O primeiro…
Ah, o primeiro amor a gente nunca esquece. Ele me dizia que eu era “diferente”. E eu repetia isso como um mantra, como se o mundo inteiro tivesse parado pra ouvir aquela nossa batida única. Ele cantava pra mim: "É diferente, é de verdade o que a gente sente". E foi mesmo. Um amor avassalador, que chegou rompendo as portas do peito e me fez acreditar em contos de fadas embalados por pagode.
Depois vieram outros…
Teve aquele que parecia me entender, mas me confundia. O cara das promessas vazias, dos sumiços inesperados. O clássico Maroto. Pra ele, só me restava cantar "Futuro Prometido", porque ele jurava um amanhã que nunca chegou. “E quando eu te ligar, vai ser pra dizer que eu tô voltando…”, mas nunca voltou.

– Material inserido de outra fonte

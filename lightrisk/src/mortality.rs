//! Association of animal deaths with nearby exposed lights.

use tracing::debug;

use crate::coord::degrees_to_meters;
use crate::records::{animal_locations, light_locations, AnimalRecord, LightRecord};
use crate::spatial::{nearest_distance_or_infinite, GeoPointSet};

/// Counts animal deaths that occurred close to a set of lights.
///
/// Each animal is matched to its single nearest light, so the count is
/// bounded by the number of animal records, not by the number of lights.
#[derive(Debug, Clone, Copy)]
pub struct MortalityAssociator {
    check_distance_m: f64,
}

impl MortalityAssociator {
    pub fn new(check_distance_m: f64) -> Self {
        Self { check_distance_m }
    }

    pub fn check_distance_m(&self) -> f64 {
        self.check_distance_m
    }

    /// Number of animals whose nearest light is strictly within the check distance.
    pub fn count(&self, lights: &[LightRecord], animals: &[AnimalRecord]) -> usize {
        count_nearby_deaths(lights, animals, self.check_distance_m)
    }
}

/// Number of animals whose nearest light in `exposed_lights` lies strictly
/// closer than `check_distance_m`.
///
/// An empty light set builds no index and matches no animal.
pub fn count_nearby_deaths(
    exposed_lights: &[LightRecord],
    animals: &[AnimalRecord],
    check_distance_m: f64,
) -> usize {
    let index = GeoPointSet::build(light_locations(exposed_lights));

    let deaths = nearest_distance_or_infinite(index.as_ref(), &animal_locations(animals))
        .into_iter()
        .filter(|&d| degrees_to_meters(d) < check_distance_m)
        .count();

    debug!(
        lights = exposed_lights.len(),
        animals = animals.len(),
        deaths,
        "Associated deaths with lights"
    );
    deaths
}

Teve o amor que me fez sofrer tanto que parecia que o coração ia parar de bater. Foi quando ouvi “Sinais” e entendi tudo. “Os sinais que você não soube ver…”, ele me machucou com palavras caladas e atitudes barulhentas. Me ensinou que nem todo carinho é sincero, e nem toda companhia é presença.
E também existiu aquele relacionamento que foi bonito enquanto durou. Respeitoso, leve, mas acabou. A gente não brigou, só deixou de se encaixar. Com ele, a música era “Me Espera”. A vontade era de pedir pra esperar o tempo certo, mas o tempo, às vezes, não volta.
Teve ainda o quase amor. Aquele que tinha tudo pra dar certo, mas não deu. Ele chegou como tempestade, se foi como brisa. Ficou o refrão de “Instantes” ecoando: “Você foi um instante que valeu por mil”.
E claro, não posso esquecer daquele que partiu meu coração sem dó. Foi o verdadeiro maroto, no pior sentido. Mentiras, traições, promessas que evaporaram. Pra ele, deixo “Assim você mata o papai”, porque matou meus sentimentos com tanto descaso, mas não levou minha essência.
Hoje, eu olho pra trás e vejo que cada um foi uma música do Sorriso Maroto na minha história. Uns viraram trilha de superação, outros de saudade. Mas todos me ensinaram algo.
Porque no fim… o amor continua sendo minha canção favorita.